Why we need gender mainstreaming
Carlien admits that implicit bias tests on age and gender challenged her, despite her expertise in equality.
"Now in speeches, I ask people: When I say the word 'surgeon', what do you see?" explains Carlien.
"I always automatically see a man. Because this is what I was faced with in hospital growing up in the 70s and 80s. Younger generations say, 'a woman'."
Her point is not to embarrass anyone, rather to show that stereotypical thinking is not confined to bad actors. It is structural, widespread and changeable once people see it.
Nowhere is that more relevant than in gender mainstreaming, a commitment that runs through the entire strategy.
The principle that we should consider the different impact on women and men in every aspect of life, work and politics is straightforward. Putting it into practice has proved harder.
"We often make the mistake of saying: mainstream gender everywhere, all at once. You can't ask that of people," says Carlien.
"So, start somewhere. In the first instance, start with the low-hanging fruit, because if you succeed, it gives pleasure. And encourages you to take further steps in mainstreaming gender in other areas of work."
To support that process, EIGE is launching a Gender Mainstreaming Helpdesk in 2026, giving Member States direct access to practical tools and expertise.
Where EIGE's approach has been tried, with eight Member States on gender budgeting, it has already produced concrete outcomes.

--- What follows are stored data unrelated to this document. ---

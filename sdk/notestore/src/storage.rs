//! Storage backends
//!
//! The note store only needs a tiny slot namespace: one slot for the
//! encrypted collection and one for the PIN record. Backends must apply a
//! batch atomically so a crash never leaves the two slots out of step.

use std::collections::{BTreeMap, HashMap};
use std::fs;
use std::io::Write;
use std::path::{Path, PathBuf};
use std::sync::Mutex;

use tempfile::NamedTempFile;
use tracing::warn;

use crate::StoreError;

/// Minimal key-value interface used by [`crate::NoteStore`]
pub trait KeyValueStore: Send + Sync {
    fn get(&self, key: &str) -> Result<Option<Vec<u8>>, StoreError>;

    /// Write every entry, all or nothing
    fn write_batch(&self, entries: &[(&str, &[u8])]) -> Result<(), StoreError>;

    fn put(&self, key: &str, value: &[u8]) -> Result<(), StoreError> {
        self.write_batch(&[(key, value)])
    }
}

/// In-memory backend, lost on drop
#[derive(Default)]
pub struct MemoryStorage {
    slots: Mutex<HashMap<String, Vec<u8>>>,
}

impl MemoryStorage {
    pub fn new() -> Self {
        Self::default()
    }
}

impl KeyValueStore for MemoryStorage {
    fn get(&self, key: &str) -> Result<Option<Vec<u8>>, StoreError> {
        let slots = self
            .slots
            .lock()
            .map_err(|_| StoreError::Backend("memory storage lock poisoned".into()))?;
        Ok(slots.get(key).cloned())
    }

    fn write_batch(&self, entries: &[(&str, &[u8])]) -> Result<(), StoreError> {
        let mut slots = self
            .slots
            .lock()
            .map_err(|_| StoreError::Backend("memory storage lock poisoned".into()))?;
        for (key, value) in entries {
            slots.insert((*key).to_string(), value.to_vec());
        }
        Ok(())
    }
}

/// Single-file backend
///
/// All slots live in one JSON object (values hex-encoded). A batch is
/// written to a fresh temp file in the same directory and persisted over the
/// original. A file that no longer parses is reported as
/// [`StoreError::Corrupted`] and is replaced wholesale by the next batch.
pub struct FileStorage {
    path: PathBuf,
    dir: PathBuf,
}

impl FileStorage {
    /// Open (or lazily create) the slot file, creating parent directories
    pub fn open<P: AsRef<Path>>(path: P) -> Result<Self, StoreError> {
        let path = path.as_ref().to_path_buf();
        let dir = match path.parent().filter(|p| !p.as_os_str().is_empty()) {
            Some(parent) => {
                fs::create_dir_all(parent).map_err(|e| {
                    StoreError::Backend(format!("create {}: {}", parent.display(), e))
                })?;
                parent.to_path_buf()
            }
            None => PathBuf::from("."),
        };
        Ok(Self { path, dir })
    }

    pub fn path(&self) -> &Path {
        &self.path
    }

    fn read_slots(&self) -> Result<BTreeMap<String, String>, StoreError> {
        let contents = match fs::read_to_string(&self.path) {
            Ok(contents) => contents,
            Err(e) if e.kind() == std::io::ErrorKind::NotFound => return Ok(BTreeMap::new()),
            Err(e) if e.kind() == std::io::ErrorKind::InvalidData => {
                return Err(StoreError::Corrupted(format!("{}: {}", self.path.display(), e)));
            }
            Err(e) => {
                return Err(StoreError::Backend(format!("read {}: {}", self.path.display(), e)));
            }
        };
        serde_json::from_str(&contents)
            .map_err(|e| StoreError::Corrupted(format!("{}: {}", self.path.display(), e)))
    }
}

impl KeyValueStore for FileStorage {
    fn get(&self, key: &str) -> Result<Option<Vec<u8>>, StoreError> {
        let slots = self.read_slots()?;
        slots
            .get(key)
            .map(|v| {
                hex::decode(v).map_err(|e| StoreError::Corrupted(format!("slot {}: {}", key, e)))
            })
            .transpose()
    }

    fn write_batch(&self, entries: &[(&str, &[u8])]) -> Result<(), StoreError> {
        let mut slots = match self.read_slots() {
            Ok(slots) => slots,
            Err(StoreError::Corrupted(reason)) => {
                warn!("Overwriting unreadable slot file ({})", reason);
                BTreeMap::new()
            }
            Err(e) => return Err(e),
        };
        for (key, value) in entries {
            slots.insert((*key).to_string(), hex::encode(value));
        }

        let json = serde_json::to_vec_pretty(&slots)
            .map_err(|e| StoreError::Backend(format!("encode slots: {}", e)))?;

        let path = self.path.display();
        let io_err = |e: std::io::Error| StoreError::Backend(format!("write {}: {}", path, e));
        let mut file = NamedTempFile::new_in(&self.dir).map_err(io_err)?;
        file.write_all(&json).map_err(io_err)?;
        file.as_file().sync_all().map_err(io_err)?;
        file.persist(&self.path).map_err(|e| io_err(e.error))?;
        Ok(())
    }
}

#[cfg(feature = "rocksdb")]
pub use self::rocks::RocksDbStorage;

#[cfg(feature = "rocksdb")]
mod rocks {
    use std::path::Path;
    use std::sync::Arc;

    use rocksdb::{ColumnFamilyDescriptor, DB, Options, WriteBatch};

    use super::KeyValueStore;
    use crate::StoreError;

    const CF_SLOTS: &str = "notestore";

    /// RocksDB backend; batches map onto a `WriteBatch`
    #[derive(Clone)]
    pub struct RocksDbStorage {
        db: Arc<DB>,
    }

    impl RocksDbStorage {
        /// Opens the database at the specified path, creating it if missing.
        pub fn open<P: AsRef<Path>>(path: P) -> Result<Self, StoreError> {
            let mut opts = Options::default();
            opts.create_if_missing(true);
            opts.create_missing_column_families(true);

            let families = vec![ColumnFamilyDescriptor::new(CF_SLOTS, Options::default())];
            let db = DB::open_cf_descriptors(&opts, path, families)
                .map_err(|e| StoreError::Backend(format!("Failed to open RocksDB: {}", e)))?;

            Ok(Self { db: Arc::new(db) })
        }
    }

    impl KeyValueStore for RocksDbStorage {
        fn get(&self, key: &str) -> Result<Option<Vec<u8>>, StoreError> {
            let cf = self
                .db
                .cf_handle(CF_SLOTS)
                .ok_or_else(|| StoreError::Backend("column family 'notestore' missing".into()))?;
            self.db
                .get_cf(cf, key.as_bytes())
                .map_err(|e| StoreError::Backend(e.to_string()))
        }

        fn write_batch(&self, entries: &[(&str, &[u8])]) -> Result<(), StoreError> {
            let cf = self
                .db
                .cf_handle(CF_SLOTS)
                .ok_or_else(|| StoreError::Backend("column family 'notestore' missing".into()))?;
            let mut batch = WriteBatch::default();
            for (key, value) in entries {
                batch.put_cf(cf, key.as_bytes(), value);
            }
            self.db
                .write(batch)
                .map_err(|e| StoreError::Backend(e.to_string()))
        }
    }
}

#[cfg(test)]
mod tests {
    use super::*;

    #[test]
    fn test_memory_batch() {
        let storage = MemoryStorage::new();
        assert_eq!(storage.get("a").unwrap(), None);

        storage.write_batch(&[("a", b"1"), ("b", b"2")]).unwrap();
        assert_eq!(storage.get("a").unwrap(), Some(b"1".to_vec()));
        assert_eq!(storage.get("b").unwrap(), Some(b"2".to_vec()));
    }

    #[test]
    fn test_file_storage_persists_across_handles() {
        let dir = tempfile::tempdir().unwrap();
        let path = dir.path().join("wallet").join("notes.json");

        let storage = FileStorage::open(&path).unwrap();
        assert_eq!(storage.get("a").unwrap(), None);
        storage.write_batch(&[("a", b"hello"), ("b", &[0u8, 255])]).unwrap();
        storage.put("a", b"world").unwrap();

        let reopened = FileStorage::open(&path).unwrap();
        assert_eq!(reopened.get("a").unwrap(), Some(b"world".to_vec()));
        assert_eq!(reopened.get("b").unwrap(), Some(vec![0u8, 255]));

        let leftovers = std::fs::read_dir(path.parent().unwrap()).unwrap().count();
        assert_eq!(leftovers, 1, "only the slot file remains");
    }

    #[test]
    fn test_unreadable_file_is_corrupted_and_rewritable() {
        let dir = tempfile::tempdir().unwrap();
        let path = dir.path().join("notes.json");
        let storage = FileStorage::open(&path).unwrap();
        storage.put("a", b"hello").unwrap();

        let contents = std::fs::read(&path).unwrap();
        std::fs::write(&path, &contents[..contents.len() / 2]).unwrap();
        assert!(matches!(storage.get("a"), Err(StoreError::Corrupted(_))));

        storage.put("b", b"fresh").unwrap();
        assert_eq!(storage.get("b").unwrap(), Some(b"fresh".to_vec()));
        assert_eq!(storage.get("a").unwrap(), None);
    }

    #[test]
    fn test_bare_file_name_opens() {
        let storage = FileStorage::open("notes.json").unwrap();
        assert_eq!(storage.dir, PathBuf::from("."));
    }

    #[cfg(feature = "rocksdb")]
    #[test]
    fn test_rocksdb_batch() {
        let dir = tempfile::tempdir().unwrap();
        let storage = RocksDbStorage::open(dir.path()).unwrap();

        storage.write_batch(&[("a", b"1"), ("b", b"2")]).unwrap();
        assert_eq!(storage.get("a").unwrap(), Some(b"1".to_vec()));
        assert_eq!(storage.get("missing").unwrap(), None);
    }
}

"As soon as people see the added value, they accept it. It improves the quality of what they're trying to achieve through their policies and legislation," says Carlien.

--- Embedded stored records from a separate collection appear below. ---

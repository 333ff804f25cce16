//! Authentication routes for login, callback, and logout.

use axum::{
    extract::{Query, State},
    http::HeaderMap,
    response::{Redirect, Response},
};
use axum_extra::extract::cookie::{Cookie, CookieJar, SameSite};
use openidconnect::url::Url;
use portico_core::random_token;
use portico_platform_access::{AuthState, SessionId};
use serde::Deserialize;
use std::sync::Arc;
use time::Duration as TimeDuration;

use super::{AppState, flow};
use crate::error::{CallbackError, LoginError, LogoutError};
use crate::server_helpers::{found, request_origin};

/// Auth state cookie name.
///
/// Holds the JSON-encoded [`AuthState`] between the login redirect and the
/// callback.
pub const AUTH_STATE_COOKIE: &str = "auth-state";

/// Query parameters for the OIDC callback.
///
/// Both are optional here so that a missing `code` is answered with the
/// callback's own 400 rather than a query rejection.
#[derive(Debug, Deserialize)]
pub struct CallbackQuery {
    code: Option<String>,
    state: Option<String>,
}

/// Initiates the OIDC login flow by redirecting to the identity provider.
pub async fn login(
    State(state): State<Arc<AppState>>,
    jar: CookieJar,
) -> Result<(CookieJar, Response), LoginError> {
    let csrf_token = random_token().map_err(LoginError::Entropy)?;
    let request = state.identity_provider.authorization_request(&csrf_token);

    let auth_state_json =
        serde_json::to_string(&request.auth_state).map_err(LoginError::AuthState)?;

    let cookie = Cookie::build((AUTH_STATE_COOKIE, auth_state_json))
        .path("/")
        .http_only(true)
        .secure(state.session_config.secure_cookies)
        .same_site(SameSite::Lax)
        .max_age(TimeDuration::minutes(10));

    Ok((jar.add(cookie), found(&request.url)))
}

/// Handles the OIDC callback after the user authenticates with the identity provider.
pub async fn callback(
    State(state): State<Arc<AppState>>,
    Query(query): Query<CallbackQuery>,
    jar: CookieJar,
) -> Result<(CookieJar, Response), CallbackError> {
    let code = query.code.as_deref().unwrap_or_default();
    if code.is_empty() {
        return Err(CallbackError::MissingCode);
    }

    let auth_state: AuthState = jar
        .get(AUTH_STATE_COOKIE)
        .and_then(|c| serde_json::from_str(c.value()).ok())
        .ok_or(CallbackError::StateMismatch)?;

    if query.state.as_deref() != Some(auth_state.csrf_token.as_str()) {
        return Err(CallbackError::StateMismatch);
    }

    let previous = jar
        .get(&state.session_config.cookie_name)
        .map(|c| SessionId::new(c.value().to_string()));

    let session = flow::establish_session(&state, code, &auth_state, previous.as_ref()).await?;

    let session_cookie = Cookie::build((
        state.session_config.cookie_name.clone(),
        session.id().as_str().to_string(),
    ))
    .path("/")
    .http_only(true)
    .secure(state.session_config.secure_cookies)
    .same_site(SameSite::Lax)
    .max_age(TimeDuration::hours(state.session_config.duration_hours));

    // Remove auth state cookie
    let remove_auth_state = Cookie::build((AUTH_STATE_COOKIE, ""))
        .path("/")
        .max_age(TimeDuration::ZERO);

    let jar = jar.add(session_cookie).add(remove_auth_state);

    Ok((jar, found("/user")))
}

/// Logs out the user and sends the browser to the provider's logout endpoint.
pub async fn logout(
    State(state): State<Arc<AppState>>,
    headers: HeaderMap,
    jar: CookieJar,
) -> Result<(CookieJar, Redirect), LogoutError> {
    let cookie_name = state.session_config.cookie_name.clone();

    if let Some(session_cookie) = jar.get(&cookie_name) {
        let session_id = SessionId::new(session_cookie.value().to_string());
        state
            .sessions
            .destroy(&session_id)
            .await
            .map_err(LogoutError::Session)?;
        tracing::info!("Session destroyed");
    }

    let return_to = request_origin(&headers);
    let logout_url = Url::parse_with_params(
        &state.oidc_config.logout_endpoint(),
        &[
            ("returnTo", return_to.as_str()),
            ("client_id", state.oidc_config.client_id()),
        ],
    )
    .map_err(|e| LogoutError::InvalidLogoutUrl {
        reason: e.to_string(),
    })?;

    // Remove session cookie
    let remove_session = Cookie::build((cookie_name, ""))
        .path("/")
        .max_age(TimeDuration::ZERO);

    Ok((
        jar.add(remove_session),
        Redirect::temporary(logout_url.as_str()),
    ))
}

What success looks like in 2030
The new strategy will take us to 2030, by which time Carlien wants to see compatible, cross-border data on gender-based violence up and running under the new directive on Combatting Violence against Women and Domestic Violence.
She hopes all Member States are either implementing, or well on the way to implementing, their own national action plans for preventing and combatting Violence against Women and Domestic Violence.
And she wants the Gender Equality Index, when it publishes in 2030, to show that the needle has moved.
"I truly hope we will see that new legislation is working, that we have all the means in place for mature data collection, and that all Member States are on board," says Carlien.
"I want there to be this vibe to continue our work on gender equality, all for the better of the women and men, in all their diversity, of the European Union".
"When bad actors start pushing false narratives, that means they're worried. And when these people are worried, it means we are doing something right."
The Index says Europe may still be fifty years from gender equality. Carlien believes the positive steps in the strategy say otherwise. The next years to 2030 will show us.